Cumhuriyet, 2500 yıllık, antik Roma'dan kalma bir kavram. "Res publica"dan geliyor kökeni. "Kamusal olan" anlamında, yani "halka ait olan".
Demokrasi; o da yine antik Yunan'dan kalma, "halk" anlamındaki δῆμος (dêmos) ile "egemen" anlamındaki κράτης (krátēs) sözcüklerinin birleşimiyle oluşan "dēmokrateía" sözcüğünden türemiş, yani "halkın egemenliği" anlamına geliyor.
Her ikisi de bugün genellikle anlamları birbirine karıştırılan, ama 2,5 bin yıldır, yönetenlerin yönetme becerisini yönetilenlerin rızasından aldığı yönetim biçimleri. Yönetenler kim peki? Elbette her devrin egemenleri. Bugün de öyle...
Yönetilenler yaşamlarını sürdürebilmek için yaşadıkları coğrafyanın zenginliğine sahip olanların egemenliğine itaat etmek zorunda kaldığında, hiç değilse yönetenlerini seçmeye razı olunca daha az acı çekiyorlar hâliyle, hatta mutlu bile olabiliyorlar zaman zaman, o zenginlikten biraz daha fazla pay alabildiklerinde.
Demokrasi seçimden ibaret midir?
Ama bugünün dünyasında öyle bir eşitsizlik egemen ki, dünyada var olan zenginliğin neredeyse %80'i, nüfusun sadece %10'una ait, kalan %20'lik varlığı ise dünya nüfusunun %90'ı paylaşmak zorunda.
Peki bu koşullar altında, cumhuriyet ve demokrasi kavramlarının dünya halklarının %10'luk kısmına mı, %90'lık kısmına mı ait olduğunu söyleyebiliriz acaba?
Adı ve başındaki sıfatı ne olursa olsun, temsiliyete dayalı bütün yönetim biçimleri, yönetilenlerin daha iyi yöneticileri seçermiş gibi yaparak, devamına rıza gösterdikleri bu azınlık hegemonyasını yeniden üreterek varlıklarını sürdürebilmiş binlerce yıldır.
Dünya nimetlerinin bunca eşitsiz, haksız ve adaletsiz paylaşımı var oldukça yönetenler yönetilenleri yönetmekten vazgeçer mı hiç? Peki bu yönetimlerin "halk adına", "halk için" ya da "halkın egemenliği" olduğunu söylemek mümkün mü?

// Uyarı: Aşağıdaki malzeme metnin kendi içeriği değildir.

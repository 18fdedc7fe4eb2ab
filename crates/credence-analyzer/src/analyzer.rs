//! Core Analyzer implementation

use crate::config::AnalyzerConfig;
use crate::error::AnalyzerError;
use crate::types::{AnalysisMetadata, AnalysisReport, AnalyzeRequest, ResponderBreakdown};
use chrono::Utc;
use credence_aggregator::{AggregationConfig, RobustAggregator};
use credence_dispatch::{DispatchConfig, HealthStatus, MinerQueryDispatcher};
use credence_domain::{AnalysisId, ClaimKind, ClaimQuery, MinerResponse};
use std::time::Instant;
use tracing::{debug, info, warn};
use url::Url;

/// Runs claims through dispatch and aggregation
pub struct Analyzer {
    dispatcher: MinerQueryDispatcher,
    aggregator: RobustAggregator,
    config: AnalyzerConfig,
}

impl Analyzer {
    /// Build an Analyzer from the three configuration sections
    ///
    /// # Errors
    ///
    /// Returns the first configuration error found.
    pub fn new(
        config: AnalyzerConfig,
        dispatch: DispatchConfig,
        aggregation: AggregationConfig,
    ) -> Result<Self, AnalyzerError> {
        let dispatcher = MinerQueryDispatcher::new(dispatch)?;
        let aggregator = RobustAggregator::new(aggregation)?;
        Self::from_parts(config, dispatcher, aggregator)
    }

    /// Build an Analyzer around an existing dispatcher and aggregator
    pub fn from_parts(
        config: AnalyzerConfig,
        dispatcher: MinerQueryDispatcher,
        aggregator: RobustAggregator,
    ) -> Result<Self, AnalyzerError> {
        config.validate().map_err(AnalyzerError::Config)?;
        Ok(Self {
            dispatcher,
            aggregator,
            config,
        })
    }

    /// Active analyzer configuration
    pub fn config(&self) -> &AnalyzerConfig {
        &self.config
    }

    /// Resolve a request against the configured defaults and bounds
    ///
    /// # Errors
    ///
    /// Returns [`AnalyzerError::InvalidRequest`] for an empty or oversized
    /// claim, a reference that is not an http(s) URL, or options outside the
    /// configured ranges.
    pub fn resolve(&self, request: &AnalyzeRequest) -> Result<ClaimQuery, AnalyzerError> {
        let claim = request.claim.trim();
        if claim.is_empty() {
            return Err(AnalyzerError::InvalidRequest("claim must not be empty".to_string()));
        }

        let length = claim.chars().count();
        if length > self.config.max_claim_chars {
            return Err(AnalyzerError::InvalidRequest(format!(
                "claim is {} characters (max: {})",
                length, self.config.max_claim_chars
            )));
        }

        if request.kind == ClaimKind::Reference {
            let valid = Url::parse(claim)
                .map(|url| matches!(url.scheme(), "http" | "https") && url.has_host())
                .unwrap_or(false);
            if !valid {
                return Err(AnalyzerError::InvalidRequest(format!(
                    "reference claim must be an http(s) URL: {}",
                    claim
                )));
            }
        }

        let min_responders = request
            .options
            .min_responders
            .unwrap_or(self.config.default_min_responders);
        let (floor, ceiling) = (self.config.min_responders_floor, self.config.min_responders_ceiling);
        if !(floor..=ceiling).contains(&min_responders) {
            return Err(AnalyzerError::InvalidRequest(format!(
                "minResponders {} outside [{}, {}]",
                min_responders, floor, ceiling
            )));
        }

        let timeout_ms = request
            .options
            .timeout_ms
            .unwrap_or(self.config.default_timeout_ms);
        let (shortest, longest) = (self.config.min_timeout_ms, self.config.max_timeout_ms);
        if !(shortest..=longest).contains(&timeout_ms) {
            return Err(AnalyzerError::InvalidRequest(format!(
                "timeoutMs {} outside [{}, {}]",
                timeout_ms, shortest, longest
            )));
        }

        ClaimQuery::new(claim, request.kind, min_responders, timeout_ms)
            .map_err(AnalyzerError::InvalidRequest)
    }

    /// Analyze one claim end to end
    ///
    /// # Errors
    ///
    /// - [`AnalyzerError::InvalidRequest`] from [`Analyzer::resolve`]
    /// - [`AnalyzerError::Dispatch`] for timeouts, task failures and
    ///   transport errors that were not recovered by fallback
    /// - [`AnalyzerError::Aggregation`] when no responses arrived
    pub async fn analyze(&self, request: AnalyzeRequest) -> Result<AnalysisReport, AnalyzerError> {
        let started = Instant::now();
        let query = self.resolve(&request)?;

        info!(
            "Starting analysis of {} claim ({} chars), {} responders, {} ms deadline",
            query.kind(),
            query.claim().chars().count(),
            query.min_responders(),
            query.timeout_ms()
        );

        let outcome = self.dispatcher.dispatch_detailed(&query).await?;

        let requested = query.min_responders() as usize;
        if outcome.responses.len() < requested {
            warn!(
                "Received {} responses, fewer than the {} requested",
                outcome.responses.len(),
                requested
            );
        }

        let breakdown: Vec<ResponderBreakdown> =
            outcome.responses.iter().map(ResponderBreakdown::from).collect();
        let recovered_count = outcome.recovered_count();
        let dispatch_mode = outcome.mode;
        let fell_back = outcome.fell_back;
        let responses: Vec<MinerResponse> = outcome.into_responses();

        let aggregated = self.aggregator.aggregate(&responses)?;

        let report = AnalysisReport {
            id: AnalysisId::new(),
            claim: query.claim().to_string(),
            kind: query.kind(),
            credibility_score: aggregated.credibility_score,
            confidence: aggregated.confidence,
            is_credible: aggregated.is_credible,
            consensus: aggregated.consensus,
            supporting_sources: aggregated.supporting_sources,
            per_responder_breakdown: breakdown,
            metadata: AnalysisMetadata {
                processed_at: Utc::now(),
                responder_count: responses.len(),
                recovered_count,
                processing_time_ms: started.elapsed().as_millis() as u64,
                aggregation_time_ms: aggregated.processing_time_ms,
                dispatch_mode,
                fell_back,
            },
        };

        info!(
            "Analysis {} complete: score {:.3}, confidence {:.3}, credible {}",
            report.id, report.credibility_score, report.confidence, report.is_credible
        );
        debug!("Consensus: {}", report.consensus);

        Ok(report)
    }

    /// Dispatcher health
    pub fn health(&self) -> HealthStatus {
        self.dispatcher.health()
    }

    /// Probe the responder network, then report health
    pub async fn probe(&self) -> Result<HealthStatus, AnalyzerError> {
        self.dispatcher.probe().await?;
        Ok(self.dispatcher.health())
    }
}
//! Aggregator error types

use thiserror::Error;

/// Errors that can occur during aggregation
#[derive(Error, Debug, Clone, PartialEq)]
pub enum AggregationError {
    /// Aggregation over zero responses is undefined
    #[error("Cannot aggregate an empty response set")]
    EmptyInput,

    /// Configuration error
    #[error("Configuration error: {0}")]
    Config(String),
}
//! Command implementations.

mod analyze;
mod config;
mod health;

pub use analyze::execute_analyze;
pub use config::execute_config;
pub use health::execute_health;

Bugün, tarihin hiçbir zamanında görülmemiş bir hızla içinden geçtiğimiz dijitalleşme cağında yaşıyoruz. Çocuklarımız daha okuma yazma bile öğrenmeden önce, yaşıtlarıyla, yakınlarıyla dijital ortamda iletişim kurabiliyorlar. Dünyanın en ücra alanlarında bile olup biten her şey, anında gözümüzün önünde artık. Oysa, çok değil, daha 50 yıl önce yanı başımızda olup bitenlerden bile bizi yönetenlerin denetimindeki, hatta tekelindeki gazetelerden, günler sonra ve onların istediği kadar bilgimiz olabiliyordu. Peki, bizlerin 50'lı yaşlarda karşılaştığımız bilgi ve iletişim teknolojisini daha küçücük yaşta, bunca başarıyla kullanabilen çocukların neslini, 50 yıl sonra hâlâ o temsiliyet biçimleriyle yönetmek mümkün mü? Kendi hayatlarına, nereye gideceklerine, nasıl giyineceklerine, hangi mesleği seçeceklerine, nasıl yaşayacaklarına kendi etkileşim alanları içinde kendi kendine karar veren ve özgürlük alanlarına karışan her otoriteyi "sana ne!" diye durduran bir gençliğin hangi temsiliyetçi yönetim biçimine rıza göstereceğini umuyoruz ki?
Üstünden 11 yıl geçen Gezi Direnişi sırasında milyonlarca genç başlarındaki otoriteye "sana ne!" diye haykırmıştı. O gün bugündür aynı otorite yönetme becerisini kaybetti. Ne yapsa ne etse de Gezi'de olağanüstü bir dayanışmayı, imeceyi, gerçek adaleti deneyimlemiş genç bir kuşağın rızasını alamıyor. Görünen o ki, alamayacak da, çünkü o günden beri hiçbir şey eskisi gibi olmadı, olmayacak da.